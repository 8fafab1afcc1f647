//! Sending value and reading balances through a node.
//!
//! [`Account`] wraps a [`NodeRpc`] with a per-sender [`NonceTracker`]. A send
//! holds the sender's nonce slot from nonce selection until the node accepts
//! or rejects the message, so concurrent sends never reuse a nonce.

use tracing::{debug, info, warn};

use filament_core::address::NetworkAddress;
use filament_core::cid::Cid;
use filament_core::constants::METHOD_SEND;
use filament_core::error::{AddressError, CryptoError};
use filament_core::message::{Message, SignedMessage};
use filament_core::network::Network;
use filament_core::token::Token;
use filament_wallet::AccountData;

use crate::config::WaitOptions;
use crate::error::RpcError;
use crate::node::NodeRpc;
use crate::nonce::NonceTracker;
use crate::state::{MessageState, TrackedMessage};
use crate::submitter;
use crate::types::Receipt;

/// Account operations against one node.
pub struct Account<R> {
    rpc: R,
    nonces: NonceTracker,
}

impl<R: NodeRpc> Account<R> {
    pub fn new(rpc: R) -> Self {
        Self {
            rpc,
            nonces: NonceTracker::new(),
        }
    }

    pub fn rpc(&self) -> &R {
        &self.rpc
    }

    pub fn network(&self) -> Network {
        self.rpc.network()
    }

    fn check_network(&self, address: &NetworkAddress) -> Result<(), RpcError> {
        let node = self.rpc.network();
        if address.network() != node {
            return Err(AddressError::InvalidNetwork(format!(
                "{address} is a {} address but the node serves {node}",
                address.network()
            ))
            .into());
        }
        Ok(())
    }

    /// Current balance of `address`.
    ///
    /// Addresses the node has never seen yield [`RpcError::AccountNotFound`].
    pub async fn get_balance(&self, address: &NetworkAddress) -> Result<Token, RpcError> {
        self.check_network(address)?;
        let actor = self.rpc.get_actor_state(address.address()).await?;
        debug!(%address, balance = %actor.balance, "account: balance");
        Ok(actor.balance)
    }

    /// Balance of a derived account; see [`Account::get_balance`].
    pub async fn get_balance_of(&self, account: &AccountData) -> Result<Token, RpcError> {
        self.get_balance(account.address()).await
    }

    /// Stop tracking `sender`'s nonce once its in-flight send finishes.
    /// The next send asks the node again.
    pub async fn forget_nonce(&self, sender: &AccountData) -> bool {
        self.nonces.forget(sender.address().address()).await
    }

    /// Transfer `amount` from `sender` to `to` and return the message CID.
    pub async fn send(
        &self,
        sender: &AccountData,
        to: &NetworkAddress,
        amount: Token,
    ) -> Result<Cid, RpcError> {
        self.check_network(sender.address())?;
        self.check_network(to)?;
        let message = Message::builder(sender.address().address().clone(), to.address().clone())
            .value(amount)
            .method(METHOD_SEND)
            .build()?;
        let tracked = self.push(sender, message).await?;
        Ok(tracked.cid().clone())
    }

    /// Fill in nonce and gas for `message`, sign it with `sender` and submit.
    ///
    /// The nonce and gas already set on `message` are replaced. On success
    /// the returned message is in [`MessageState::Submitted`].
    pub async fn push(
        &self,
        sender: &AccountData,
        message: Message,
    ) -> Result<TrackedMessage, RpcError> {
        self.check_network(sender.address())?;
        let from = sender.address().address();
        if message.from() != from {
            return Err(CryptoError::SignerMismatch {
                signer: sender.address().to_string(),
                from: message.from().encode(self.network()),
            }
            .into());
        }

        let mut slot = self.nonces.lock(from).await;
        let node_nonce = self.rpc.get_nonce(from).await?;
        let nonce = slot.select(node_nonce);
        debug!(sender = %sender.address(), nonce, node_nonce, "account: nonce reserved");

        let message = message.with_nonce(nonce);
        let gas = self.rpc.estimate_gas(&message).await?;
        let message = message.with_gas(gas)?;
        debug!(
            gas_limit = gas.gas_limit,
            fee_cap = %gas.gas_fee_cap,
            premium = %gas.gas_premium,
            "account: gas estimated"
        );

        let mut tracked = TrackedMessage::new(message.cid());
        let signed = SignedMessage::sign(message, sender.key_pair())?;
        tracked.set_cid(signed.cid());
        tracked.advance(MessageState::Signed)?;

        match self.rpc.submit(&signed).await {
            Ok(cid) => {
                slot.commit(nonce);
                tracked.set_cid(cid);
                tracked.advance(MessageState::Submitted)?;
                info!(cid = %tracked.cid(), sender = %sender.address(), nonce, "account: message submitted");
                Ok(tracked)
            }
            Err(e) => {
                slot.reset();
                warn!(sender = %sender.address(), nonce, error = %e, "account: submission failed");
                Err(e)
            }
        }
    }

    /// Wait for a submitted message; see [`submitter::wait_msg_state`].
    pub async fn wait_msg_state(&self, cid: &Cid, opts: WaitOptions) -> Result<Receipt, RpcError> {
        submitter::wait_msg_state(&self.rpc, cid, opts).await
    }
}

*WORK INSTRUCTIONS*: Look through the entries above; find each line with the word "Token" and copy it.

*TASK RESULT*:
use filament_core::token::Token;
    pub async fn get_balance(&self, address: &NetworkAddress) -> Result<Token, RpcError> {
    pub async fn get_balance_of(&self, account: &AccountData) -> Result<Token, RpcError> {
        amount: Token,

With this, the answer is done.